At 9:57 AM +0000 12/20/01, olympus-digest wrote:
>Date: Thu, 20 Dec 2001 00:00:54 -0600
>From: "Bachofen" <mbachofen@xxxxxxxxxxxxxxx>
>Subject: Re: [OM] Cordless TTL?
>
>All this cordless TTL stuff aside. I remember T.Scales or somebody posting=
> a long time ago and questioning results with TTL on portraits. D. Fang=
> pointed out that TTL is not a the best in a portrait situation, but a good=
> flash meter and technique work best.
>M.E. Bachofen
The best method I found was to use the camera in manual mode with a little
flash in the shoe pointing up at the ceiling, and one or more studio flashes
triggered by the pipsqueak flash on the camera.

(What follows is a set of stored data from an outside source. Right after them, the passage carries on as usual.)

#![forbid(unsafe_code)]

//! WASM frontend for the classroom portal.
//!
//! Exposes `classroom-ui-core` to page scripts through `wasm-bindgen`:
//! - `ClassroomUi`: binds to the document, attaches listeners, drives toast
//!   timers from `setTimeout` and exposes `showMessage`, `copyToClipboard`,
//!   `showLoading` and `hideLoading`;
//! - free functions `formatDateTime`, `confirmAction` and `debounce`.
//!
//! [`bridge`] holds the browser-independent translation rules and [`slots`]
//! the node-id table; both build on every target.

pub mod bridge;
pub mod slots;

#[cfg(target_arch = "wasm32")]
mod dom;
#[cfg(target_arch = "wasm32")]
mod wasm;

#[cfg(target_arch = "wasm32")]
pub use dom::WebDom;
#[cfg(target_arch = "wasm32")]
pub use wasm::ClassroomUi;

/// Native builds compile this crate as a stub so `cargo check --workspace` stays
/// green on non-wasm targets.
#[cfg(not(target_arch = "wasm32"))]
#[derive(Debug, Default)]
pub struct ClassroomUi;

#[cfg(not(target_arch = "wasm32"))]
impl ClassroomUi {
    #[allow(clippy::new_without_default)]
    pub fn new() -> Self {
        Self
    }
}
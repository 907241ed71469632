#![forbid(unsafe_code)]

//! Loading indicator.
//!
//! [`show_loading`] appends a spinner to a container and returns a
//! [`LoaderHandle`]. The handle remembers whether it already removed its node,
//! so hiding twice is harmless. Each call produces its own node, so several
//! loaders can be visible at once.

use crate::config::UiConfig;
use crate::dom::{Dom, NodeId};
use crate::error::UiError;

#[derive(Debug, PartialEq, Eq)]
pub struct LoaderHandle {
    node: NodeId,
    live: bool,
}

impl LoaderHandle {
    #[must_use]
    pub const fn node(&self) -> NodeId {
        self.node
    }

    #[must_use]
    pub const fn is_live(&self) -> bool {
        self.live
    }

    /// Detach the loader from whatever parent it has, even when that parent
    /// has itself left the document. Returns whether this call removed it.
    pub fn hide<D: Dom>(&mut self, dom: &mut D) -> bool {
        if !self.live {
            return false;
        }
        self.live = false;
        dom.remove(self.node)
    }
}

/// Append `div.loading > div.loading-spinner + span` to `container`.
pub fn show_loading<D: Dom>(
    dom: &mut D,
    config: &UiConfig,
    container: NodeId,
) -> Result<LoaderHandle, UiError> {
    let loader = dom.create_element("div")?;
    dom.add_class(loader, &config.classes.loading);
    let spinner = dom.create_element("div")?;
    dom.add_class(spinner, "loading-spinner");
    let label = dom.create_element("span")?;
    dom.set_text(label, &config.texts.loading);
    dom.append_child(loader, spinner)?;
    dom.append_child(loader, label)?;
    dom.append_child(container, loader)?;
    Ok(LoaderHandle {
        node: loader,
        live: true,
    })
}

/// Free-function form of [`LoaderHandle::hide`].
pub fn hide_loading<D: Dom>(dom: &mut D, handle: &mut LoaderHandle) -> bool {
    handle.hide(dom)
}
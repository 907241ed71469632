#![forbid(unsafe_code)]

//! Host-driven page controller.
//!
//! [`Page`] owns the document, the clock, the listener registry and the
//! component state. The host drives it:
//!
//! 1. [`Page::init`] once the document is ready: wires the sidebar, puts
//!    server-rendered `.message` elements on the dismiss timer and registers
//!    validation listeners.
//! 2. [`Page::dispatch`] for every DOM event the host forwards. The returned
//!    [`DispatchOutcome`] says whether to cancel the native default action.
//! 3. [`Page::advance_time`] / [`Page::set_time`] to fire due timers, and
//!    [`Page::next_deadline`] to know when to wake up next.
//!
//! Everything runs synchronously on the caller's thread; handlers for one
//! event run to completion, in registration order, before `dispatch` returns.

use core::time::Duration;
use std::collections::BTreeMap;

use crate::clock::DeterministicClock;
use crate::config::{Texts, UiConfig};
use crate::dispatch::{DispatchOutcome, Handler, Listeners};
use crate::dom::{Dom, NodeId};
use crate::error::UiError;
use crate::event::{EventKind, EventTarget, UiEvent};
use crate::host::Clipboard;
use crate::loading::{self, LoaderHandle};
use crate::sidebar::{SidebarController, SidebarState};
use crate::toast::{ToastHandle, ToastKind, ToastPhase, Toaster};
use crate::validation::{self, CONTROL_TAGS, FormReport};

/// Captured diagnostics for host consumption.
#[derive(Debug, Default, Clone, PartialEq, Eq)]
pub struct PageOutputs {
    /// Diagnostic lines the host should surface (e.g. to `console.error`).
    pub logs: Vec<String>,
}

pub struct Page<D: Dom> {
    dom: D,
    config: UiConfig,
    clock: DeterministicClock,
    listeners: Listeners,
    toaster: Toaster,
    sidebar: Option<SidebarController>,
    last_reports: BTreeMap<NodeId, FormReport>,
    viewport: Option<(u32, u32)>,
    initialized: bool,
    outputs: PageOutputs,
}

impl<D: Dom> Page<D> {
    #[must_use]
    pub fn new(dom: D, config: UiConfig) -> Self {
        Self {
            dom,
            config,
            clock: DeterministicClock::new(),
            listeners: Listeners::new(),
            toaster: Toaster::new(),
            sidebar: None,
            last_reports: BTreeMap::new(),
            viewport: None,
            initialized: false,
            outputs: PageOutputs::default(),
        }
    }

    /// Wire every feature against the current document.
    ///
    /// Features whose elements are missing stay disabled. Calling `init` a
    /// second time does nothing and returns `false`.
    pub fn init(&mut self) -> bool {
        if self.initialized {
            tracing::warn!("page already initialized");
            return false;
        }
        self.initialized = true;
        let _span = tracing::info_span!("page_init").entered();

        self.sidebar = SidebarController::discover(&self.dom, &self.config);
        match &self.sidebar {
            Some(ctl) => ctl.register(&mut self.listeners),
            None => tracing::debug!("sidebar controls missing; sidebar controller disabled"),
        }

        let now = self.clock.now();
        for message in self.dom.elements_by_class(&self.config.classes.message) {
            self.toaster.enroll(message, &self.config, now);
        }

        let body = self.dom.body();
        for form in self.dom.descendants_by_tag(body, &["form"]) {
            self.listeners.add(
                EventTarget::Node(form),
                EventKind::Submit,
                Handler::ValidateRequired { form },
            );
        }

        if let Some(join_form) = self.dom.element_by_id(&self.config.ids.join_form) {
            self.listeners.add(
                EventTarget::Node(join_form),
                EventKind::Submit,
                Handler::JoinClassGuard,
            );
        }

        for control in self.dom.descendants_by_tag(body, &CONTROL_TAGS) {
            self.listeners
                .add(EventTarget::Node(control), EventKind::Input, Handler::LiveInput);
            self.listeners
                .add(EventTarget::Node(control), EventKind::Blur, Handler::LiveBlur);
        }

        tracing::info!(
            listeners = self.listeners.len(),
            toasts = self.toaster.active().len(),
            sidebar = self.sidebar.is_some(),
            "page initialized"
        );
        true
    }

    /// Route one host event to its registered handlers.
    pub fn dispatch(&mut self, event: &UiEvent) -> DispatchOutcome {
        let _span = tracing::debug_span!("dispatch", kind = ?event.kind()).entered();
        if let UiEvent::Resize { width, height } = *event {
            self.viewport = Some((width, height));
        }

        let target = event.target();
        let mut outcome = DispatchOutcome::default();
        for handler in self.listeners.handlers_for(target, event.kind()) {
            outcome.handlers_run += 1;
            match handler {
                Handler::ValidateRequired { form } => {
                    let report = validation::check_form(&self.dom, form);
                    validation::render_report(&mut self.dom, &self.config, &report);
                    if !report.is_valid() {
                        outcome.default_prevented = true;
                        self.show_text(|t| &t.fill_required_fields, ToastKind::Error);
                    }
                    self.last_reports.insert(form, report);
                }
                Handler::JoinClassGuard => {
                    if let Some(field) = validation::empty_class_code(&self.dom, &self.config) {
                        outcome.default_prevented = true;
                        self.show_text(|t| &t.enter_class_code, ToastKind::Error);
                        self.dom.focus(field);
                        outcome.focus = Some(field);
                    }
                }
                Handler::LiveInput => {
                    if let EventTarget::Node(field) = target {
                        validation::live_input(&mut self.dom, &self.config, field);
                    }
                }
                Handler::LiveBlur => {
                    if let EventTarget::Node(field) = target {
                        validation::live_blur(&mut self.dom, &self.config, field);
                    }
                }
                Handler::Sidebar(source) => {
                    let trigger = source.trigger(event);
                    if let (Some(ctl), Some(trigger)) = (self.sidebar.as_mut(), trigger) {
                        ctl.apply(&mut self.dom, &self.config, trigger);
                    }
                }
            }
        }
        outcome
    }

    /// Advance the clock by `dt` and fire due timers. Returns how many fired.
    pub fn advance_time(&mut self, dt: Duration) -> usize {
        self.clock.advance(dt);
        self.fire_due()
    }

    /// Move the clock to `now` (never backwards) and fire due timers.
    pub fn set_time(&mut self, now: Duration) -> usize {
        self.clock.set(now);
        self.fire_due()
    }

    #[must_use]
    pub const fn now(&self) -> Duration {
        self.clock.now()
    }

    /// Earliest pending timer deadline.
    #[must_use]
    pub fn next_deadline(&self) -> Option<Duration> {
        self.toaster.next_deadline()
    }

    /// Show a toast.
    pub fn notify(&mut self, message: &str, kind: ToastKind) -> Result<ToastHandle, UiError> {
        self.toaster
            .notify(&mut self.dom, &self.config, self.clock.now(), message, kind)
    }

    pub fn dismiss_toast(&mut self, handle: ToastHandle) -> bool {
        self.toaster.dismiss(&mut self.dom, handle)
    }

    #[must_use]
    pub fn toast_phase(&self, handle: ToastHandle) -> ToastPhase {
        self.toaster.phase(handle)
    }

    #[must_use]
    pub fn active_toasts(&self) -> Vec<ToastHandle> {
        self.toaster.active()
    }

    /// Copy `text` and report the result with a toast.
    pub fn copy_to_clipboard<C>(&mut self, clipboard: &mut C, text: &str) -> bool
    where
        C: Clipboard + ?Sized,
    {
        let result = clipboard.write_text(text);
        self.finish_copy(result)
    }

    /// Report an already-completed clipboard write. Async hosts call this
    /// when their write settles. Failures are logged and turned into an
    /// error toast; they never propagate.
    pub fn finish_copy(&mut self, result: Result<(), UiError>) -> bool {
        match result {
            Ok(()) => {
                self.show_text(|t| &t.copied, ToastKind::Success);
                true
            }
            Err(err) => {
                tracing::error!(%err, "copy to clipboard failed");
                self.outputs.logs.push(format!("copy failed: {err}"));
                self.show_text(|t| &t.copy_failed, ToastKind::Error);
                false
            }
        }
    }

    pub fn show_loading(&mut self, container: NodeId) -> Result<LoaderHandle, UiError> {
        loading::show_loading(&mut self.dom, &self.config, container)
    }

    pub fn hide_loading(&mut self, handle: &mut LoaderHandle) -> bool {
        handle.hide(&mut self.dom)
    }

    /// Sidebar state, or `None` when the controller is disabled.
    #[must_use]
    pub fn sidebar_state(&self) -> Option<SidebarState> {
        self.sidebar.as_ref().map(SidebarController::state)
    }

    /// Report from the latest submit of `form`.
    #[must_use]
    pub fn last_report(&self, form: NodeId) -> Option<&FormReport> {
        self.last_reports.get(&form)
    }

    /// Last viewport size seen in a resize event.
    #[must_use]
    pub const fn viewport(&self) -> Option<(u32, u32)> {
        self.viewport
    }

    #[must_use]
    pub const fn listeners(&self) -> &Listeners {
        &self.listeners
    }

    #[must_use]
    pub const fn config(&self) -> &UiConfig {
        &self.config
    }

    #[must_use]
    pub const fn dom(&self) -> &D {
        &self.dom
    }

    pub fn dom_mut(&mut self) -> &mut D {
        &mut self.dom
    }

    #[must_use]
    pub const fn is_initialized(&self) -> bool {
        self.initialized
    }

    #[must_use]
    pub const fn outputs(&self) -> &PageOutputs {
        &self.outputs
    }

    /// Take captured outputs, leaving empty defaults.
    pub fn take_outputs(&mut self) -> PageOutputs {
        std::mem::take(&mut self.outputs)
    }

    /// Toast one of the configured texts. Failures only reach the logs.
    fn show_text(&mut self, pick: fn(&Texts) -> &String, kind: ToastKind) {
        let message = pick(&self.config.texts).clone();
        if let Err(err) = self.notify(&message, kind) {
            tracing::warn!(%err, "toast could not be shown");
            self.outputs.logs.push(format!("toast failed: {err}"));
        }
    }

    fn fire_due(&mut self) -> usize {
        self.toaster
            .fire_due(&mut self.dom, &self.config, self.clock.now())
    }
}
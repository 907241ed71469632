#![forbid(unsafe_code)]

//! `classroom-ui-core` implements the classroom portal's page behavior
//! without binding to a browser.
//!
//! Design goals:
//! - **Host-driven I/O**: the embedding environment pushes [`UiEvent`]s and
//!   supplies clipboard / confirm capabilities.
//! - **Deterministic time**: timers only fire when the host advances the
//!   clock, so every behavior is testable and replayable.
//! - **State apart from rendering**: sidebar state, validation reports and
//!   toast phases are plain values; writing them into the document is a
//!   separate step over the [`Dom`] trait.
//!
//! `classroom-ui-web` wraps this crate with a `wasm-bindgen` API.

pub mod clock;
pub mod config;
pub mod datetime;
pub mod debounce;
pub mod dispatch;
pub mod dom;
pub mod error;
pub mod event;
pub mod host;
pub mod loading;
pub mod page;
pub mod sidebar;
pub mod toast;
pub mod trace;
pub mod validation;

pub use config::UiConfig;
pub use dispatch::DispatchOutcome;
pub use dom::{Dom, ElementSpec, MemoryDom, NodeId};
pub use error::UiError;
pub use event::UiEvent;
pub use page::Page;
pub use toast::ToastKind;
#![forbid(unsafe_code)]

use core::cell::{Cell, RefCell};
use std::collections::BTreeMap;
use std::rc::Rc;

use classroom_ui_core::debounce::Debouncer;
use classroom_ui_core::event::{EventKind, EventTarget};
use classroom_ui_core::host::{self, ConfirmPrompt};
use classroom_ui_core::loading::LoaderHandle;
use classroom_ui_core::toast::ToastKind;
use classroom_ui_core::{Page, UiConfig, UiError};
use wasm_bindgen::JsCast;
use wasm_bindgen::closure::Closure;
use wasm_bindgen::prelude::*;
use wasm_bindgen_futures::{JsFuture, future_to_promise};
use web_sys::{Event, KeyboardEvent, Window};

use crate::bridge::{self, DateParts, KeyState, RawEvent};
use crate::dom::WebDom;

type Listener = Closure<dyn FnMut(Event)>;

fn to_js(err: UiError) -> JsValue {
    JsValue::from_str(&err.to_string())
}

fn window() -> Result<Window, JsValue> {
    web_sys::window().ok_or_else(|| JsValue::from_str("no global window"))
}

fn now_ms(window: &Window) -> f64 {
    window.performance().map_or(0.0, |p| p.now())
}

struct Shared {
    window: Window,
    page: RefCell<Page<WebDom>>,
    wake: Cell<Option<i32>>,
    loaders: RefCell<BTreeMap<u32, LoaderHandle>>,
}

impl Shared {
    /// Sync the page clock with `performance.now()` and fire due timers.
    fn tick(self: &Rc<Self>) {
        let now = bridge::millis(now_ms(&self.window));
        if let Ok(mut page) = self.page.try_borrow_mut() {
            page.set_time(now);
        }
        self.flush();
        self.schedule_wake();
    }

    /// Arm a single `setTimeout` for the page's next deadline.
    fn schedule_wake(self: &Rc<Self>) {
        if let Some(id) = self.wake.take() {
            self.window.clear_timeout_with_handle(id);
        }
        let (now, deadline) = match self.page.try_borrow() {
            Ok(page) => (bridge::millis(now_ms(&self.window)), page.next_deadline()),
            Err(_) => return,
        };
        let Some(deadline) = deadline else {
            return;
        };
        let shared = Rc::clone(self);
        let callback = Closure::once_into_js(move || {
            shared.wake.set(None);
            shared.tick();
        });
        match self
            .window
            .set_timeout_with_callback_and_timeout_and_arguments_0(
                callback.unchecked_ref(),
                bridge::timeout_delay(now, deadline),
            ) {
            Ok(id) => self.wake.set(Some(id)),
            Err(err) => tracing::error!(?err, "setTimeout rejected"),
        }
    }

    /// Apply deferred focus and surface captured diagnostics.
    fn flush(&self) {
        let Ok(mut page) = self.page.try_borrow_mut() else {
            return;
        };
        let focus = page.dom_mut().take_pending_focus();
        let logs = page.take_outputs().logs;
        drop(page);
        for line in logs {
            web_sys::console::error_1(&JsValue::from_str(&line));
        }
        if let Some(el) = focus {
            let _ = el.focus();
        }
    }

    fn handle(self: &Rc<Self>, raw: RawEvent, event: &Event) {
        let Some(ui) = bridge::to_ui_event(raw) else {
            return;
        };
        let outcome = match self.page.try_borrow_mut() {
            Ok(mut page) => page.dispatch(&ui),
            Err(_) => {
                tracing::warn!(kind = ?ui.kind(), "event dropped during dispatch");
                return;
            }
        };
        if outcome.default_prevented {
            event.prevent_default();
        }
        self.flush();
        self.schedule_wake();
    }
}

/// Browser binding for the classroom portal page behavior.
#[wasm_bindgen]
pub struct ClassroomUi {
    shared: Rc<Shared>,
    listeners: Vec<(web_sys::EventTarget, &'static str, Listener)>,
    next_loader: u32,
}

#[wasm_bindgen]
impl ClassroomUi {
    /// Bind to the current document. `config` is an optional JSON object
    /// overriding any subset of the defaults.
    #[wasm_bindgen(constructor)]
    pub fn new(config: Option<String>) -> Result<ClassroomUi, JsValue> {
        let config = match config {
            Some(json) => UiConfig::from_json(&json).map_err(to_js)?,
            None => UiConfig::default(),
        };
        let window = window()?;
        let document = window
            .document()
            .ok_or_else(|| JsValue::from_str("no document"))?;
        let dom = WebDom::new(document).map_err(to_js)?;
        let mut page = Page::new(dom, config);
        page.set_time(bridge::millis(now_ms(&window)));
        Ok(Self {
            shared: Rc::new(Shared {
                window,
                page: RefCell::new(page),
                wake: Cell::new(None),
                loaders: RefCell::new(BTreeMap::new()),
            }),
            listeners: Vec::new(),
            next_loader: 0,
        })
    }

    /// Wire every feature against the document. Call once the DOM is ready;
    /// later calls return `false` and change nothing.
    pub fn start(&mut self) -> Result<bool, JsValue> {
        let bindings = {
            let mut page = self.shared.page.borrow_mut();
            if !page.init() {
                return Ok(false);
            }
            page.listeners().bindings()
        };
        for (target, kind) in bindings {
            self.listen(target, kind)?;
        }
        tracing::info!(listeners = self.listeners.len(), "browser listeners attached");
        self.shared.flush();
        self.shared.schedule_wake();
        Ok(true)
    }

    /// Show a toast. `kind` is `"success"` (default) or `"error"`.
    #[wasm_bindgen(js_name = showMessage)]
    pub fn show_message(&self, message: &str, kind: Option<String>) {
        let kind = kind.as_deref().map_or(ToastKind::Success, ToastKind::from_name);
        if let Ok(mut page) = self.shared.page.try_borrow_mut() {
            if let Err(err) = page.notify(message, kind) {
                web_sys::console::error_1(&to_js(err));
            }
        }
        self.shared.schedule_wake();
    }

    /// Write `text` to the system clipboard and toast the outcome. The
    /// promise resolves to whether the write succeeded.
    #[wasm_bindgen(js_name = copyToClipboard)]
    pub fn copy_to_clipboard(&self, text: String) -> js_sys::Promise {
        let shared = Rc::clone(&self.shared);
        future_to_promise(async move {
            let pending = shared.window.navigator().clipboard().write_text(&text);
            let result = JsFuture::from(pending).await.map(drop).map_err(|err| {
                UiError::Clipboard(err.as_string().unwrap_or_else(|| format!("{err:?}")))
            });
            let ok = match shared.page.try_borrow_mut() {
                Ok(mut page) => page.finish_copy(result),
                Err(_) => false,
            };
            shared.flush();
            shared.schedule_wake();
            Ok(JsValue::from_bool(ok))
        })
    }

    /// Append a loading indicator to `container`. Returns a handle for
    /// [`hide_loading`](Self::hide_loading).
    #[wasm_bindgen(js_name = showLoading)]
    pub fn show_loading(&mut self, container: web_sys::Element) -> Result<u32, JsValue> {
        let handle = {
            let mut page = self.shared.page.borrow_mut();
            let node = page.dom().intern(container);
            page.show_loading(node).map_err(to_js)?
        };
        let id = self.next_loader;
        self.next_loader = self.next_loader.wrapping_add(1);
        self.shared.loaders.borrow_mut().insert(id, handle);
        Ok(id)
    }

    /// Remove a loading indicator. Unknown or already-hidden handles are a
    /// no-op returning `false`.
    #[wasm_bindgen(js_name = hideLoading)]
    pub fn hide_loading(&self, handle: u32) -> bool {
        let Some(mut loader) = self.shared.loaders.borrow_mut().remove(&handle) else {
            return false;
        };
        self.shared.page.borrow_mut().hide_loading(&mut loader)
    }

    /// Detach every listener and cancel the pending timer.
    pub fn destroy(&mut self) {
        for (target, name, listener) in self.listeners.drain(..) {
            let _ = target
                .remove_event_listener_with_callback(name, listener.as_ref().unchecked_ref());
        }
        if let Some(id) = self.shared.wake.take() {
            self.shared.window.clear_timeout_with_handle(id);
        }
    }
}

impl ClassroomUi {
    fn listen(&mut self, target: EventTarget, kind: EventKind) -> Result<(), JsValue> {
        let shared = Rc::clone(&self.shared);
        let (js_target, listener): (web_sys::EventTarget, Listener) = match target {
            EventTarget::Node(node) => {
                let el = shared
                    .page
                    .borrow()
                    .dom()
                    .element(node)
                    .ok_or_else(|| to_js(UiError::UnknownNode(node)))?;
                let cb = Closure::<dyn FnMut(Event)>::new(move |event: Event| {
                    shared.handle(RawEvent::Element(kind, node), &event);
                });
                (el.into(), cb)
            }
            EventTarget::Document => {
                let doc = shared.page.borrow().dom().document().clone();
                let cb = Closure::<dyn FnMut(Event)>::new(move |event: Event| {
                    let Some(key_event) = event.dyn_ref::<KeyboardEvent>() else {
                        return;
                    };
                    let raw = RawEvent::Key {
                        key: key_event.key(),
                        state: KeyState {
                            shift: key_event.shift_key(),
                            alt: key_event.alt_key(),
                            ctrl: key_event.ctrl_key(),
                            meta: key_event.meta_key(),
                        },
                    };
                    shared.handle(raw, &event);
                });
                (doc.into(), cb)
            }
            EventTarget::Window => {
                let win = shared.window.clone();
                let cb = Closure::<dyn FnMut(Event)>::new(move |event: Event| {
                    let dim = |v: Result<JsValue, JsValue>| {
                        v.ok().and_then(|v| v.as_f64()).unwrap_or(0.0)
                    };
                    let raw = RawEvent::Resize {
                        width: dim(shared.window.inner_width()),
                        height: dim(shared.window.inner_height()),
                    };
                    shared.handle(raw, &event);
                });
                (win.into(), cb)
            }
        };
        let name = kind.dom_name();
        js_target.add_event_listener_with_callback(name, listener.as_ref().unchecked_ref())?;
        self.listeners.push((js_target, name, listener));
        Ok(())
    }
}

impl Drop for ClassroomUi {
    fn drop(&mut self) {
        self.destroy();
    }
}

/// Format anything `new Date(value)` accepts (a `Date`, a timestamp, a date
/// string) as `YYYY-MM-DD HH:MM` in the user's local time. Falsy values and
/// invalid dates give `""`.
#[wasm_bindgen(js_name = formatDateTime)]
pub fn format_date_time(value: JsValue) -> String {
    if !value.is_truthy() {
        return String::new();
    }
    let date = match value.dyn_into::<js_sys::Date>() {
        Ok(date) => date,
        Err(value) => js_sys::Date::new(&value),
    };
    bridge::format_js_date(date.get_time(), || DateParts {
        year: i32::try_from(date.get_full_year()).unwrap_or(i32::MAX),
        month0: date.get_month(),
        day: date.get_date(),
        hour: date.get_hours(),
        minute: date.get_minutes(),
    })
}

struct BrowserConfirm<'a>(&'a Window);

impl ConfirmPrompt for BrowserConfirm<'_> {
    fn confirm(&mut self, message: &str) -> bool {
        self.0.confirm_with_message(message).unwrap_or(false)
    }
}

/// Ask the user to confirm `message`; run `callback` only if they accept.
#[wasm_bindgen(js_name = confirmAction)]
pub fn confirm_action(message: &str, callback: &js_sys::Function) -> Result<bool, JsValue> {
    let window = window()?;
    let mut prompt = BrowserConfirm(&window);
    let mut outcome = Ok(());
    let ran = host::confirm_action(&mut prompt, message, || {
        outcome = callback.call0(&JsValue::NULL).map(drop);
    });
    outcome.map(|()| ran)
}

/// Wrap `func` so it runs once `wait` ms after the latest call, with all of
/// that call's arguments.
#[wasm_bindgen]
pub fn debounce(func: js_sys::Function, wait: u32) -> Result<js_sys::Function, JsValue> {
    let window = window()?;
    let state = Rc::new(RefCell::new(Debouncer::<js_sys::Array>::new(
        core::time::Duration::from_millis(u64::from(wait)),
    )));
    let timer = Rc::new(Cell::new(None::<i32>));
    let wrapper = Closure::<dyn FnMut(js_sys::Array)>::new(move |args: js_sys::Array| {
        let now = bridge::millis(now_ms(&window));
        state.borrow_mut().call(now, args);
        if let Some(id) = timer.take() {
            window.clear_timeout_with_handle(id);
        }
        let (state, func, timer_slot, win) = (
            Rc::clone(&state),
            func.clone(),
            Rc::clone(&timer),
            window.clone(),
        );
        let fire = Closure::once_into_js(move || {
            timer_slot.set(None);
            let now = bridge::millis(now_ms(&win));
            // This timer belongs to the latest call, so it settles that call
            // even if the browser wakes a fraction of a millisecond early.
            let due = {
                let mut debouncer = state.borrow_mut();
                let at = debouncer.next_deadline().map_or(now, |d| d.max(now));
                debouncer.poll(at)
            };
            if let Some(args) = due {
                if let Err(err) = func.apply(&JsValue::NULL, &args) {
                    web_sys::console::error_1(&err);
                }
            }
        });
        match window.set_timeout_with_callback_and_timeout_and_arguments_0(
            fire.unchecked_ref(),
            i32::try_from(wait).unwrap_or(i32::MAX),
        ) {
            Ok(id) => timer.set(Some(id)),
            Err(err) => web_sys::console::error_1(&err),
        }
    });
    // Closures take a fixed arity; a small JS shim packs the rest arguments.
    let pack = js_sys::Function::new_with_args(
        "inner",
        "return function (...args) { inner(args); };",
    );
    let packed = pack.call1(&JsValue::NULL, &wrapper.into_js_value())?;
    Ok(packed.unchecked_into())
}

Pipsqueak flash. I use a SunPak Softlite 1600 A bought some years ago for $25
or so. This is a simple folding flash that can also be used to take a picture
if necessary. It's actually capable of automatic control, but I set it to
manual. I keep the flash straight, pointing at the ceiling, not the subject,
so it has no effect on the picture.
Studio flash. Most will answer a small flash with a large flash, swamping the
little flash. I've lost far too many pictures to cable problems over the years.
This eliminates synch cables, a great advantage.
Flashmeter. This is the key. I use an old Quantum Instruments incident-light
flashmeter at the subject, and set the camera according to the flashmeter's
indication after a test pop or two. I do not allow the camera to react to the
flash. It's all manual. An incident-light meter has a white dome receptor
that's held at the subject but pointed back at the camera (not the flashes).
One can remotely trigger the test pops by using a handheld pipsqueak flash --
just press the "test" button. No camera needed, and these little flashes are
far cheaper than radio remote triggers and the like.
Reflected-light metering doesn't work nearly as well as incident-light.